**** Material supplied

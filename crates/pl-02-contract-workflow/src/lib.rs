//! # Contract Workflow (pl-02)
//!
//! The role-gated approval state machine for procurement contracts, the
//! audit trail it writes and the contract index derived from the chain.
//!
//! ## Architecture
//!
//! ```text
//!  API Gateway ──WorkflowApi──→ WorkflowEngine
//!                                   │ plan (guards) → record
//!                                   ↓
//!                 ┌──────── LedgerState (one RwLock) ────────┐
//!                 │  Chain (pl-01)  ──fold──→  ContractRegistry │
//!                 └──────────────────────────────────────────┘
//!                                   ↑ accept_block / replace_chain
//!                              Peer Sync (pl-03)
//! ```
//!
//! ## Domain Invariants
//!
//! | ID | Invariant | Description |
//! |----|-----------|-------------|
//! | 1 | Ordered steps | Only `current_step` can be validated |
//! | 2 | Role gating | Each step is validated by its fixed role only |
//! | 3 | Terminal states | `Rejected` and `AuthorizedForPublication` accept no validation |
//! | 4 | Auditors observe | External auditors add observations, never change status |
//! | 5 | Derived index | The registry always equals the replay of the chain |
//! | 6 | No partial failure | A rejected request changes neither chain nor index |
//!
//! ## Crate Structure (Hexagonal Architecture)
//!
//! - `domain/` - Pure domain logic (template, state machine, registry, errors)
//! - `ledger` - Chain plus index under one lock
//! - `ports/` - Inbound API trait
//! - `service/` - `WorkflowEngine` implementing the API

pub mod domain;
pub mod ledger;
pub mod ports;
pub mod service;

pub use domain::errors::WorkflowError;
pub use domain::registry::ContractRegistry;
pub use domain::state_machine::{
    apply_observation, apply_validation, initialize_workflow, plan_observation, plan_validation,
};
pub use domain::status::WorkflowStatus;
pub use domain::template::{
    status_for_step, template_for, workflow_steps, WorkflowStepTemplate, TOTAL_STEPS,
    WORKFLOW_STEPS,
};
pub use domain::value_objects::{AuditObservation, ContractFilter, NewContract, StepDecision};
pub use ledger::{LedgerState, LedgerStats, SharedLedger};
pub use ports::inbound::WorkflowApi;
pub use service::WorkflowEngine;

********

**Work instructions**
What lines in the entries contain "WorkflowApi"? Report each one by copying it.

**Reply**
//!  API Gateway ──WorkflowApi──→ WorkflowEngine
pub use ports::inbound::WorkflowApi;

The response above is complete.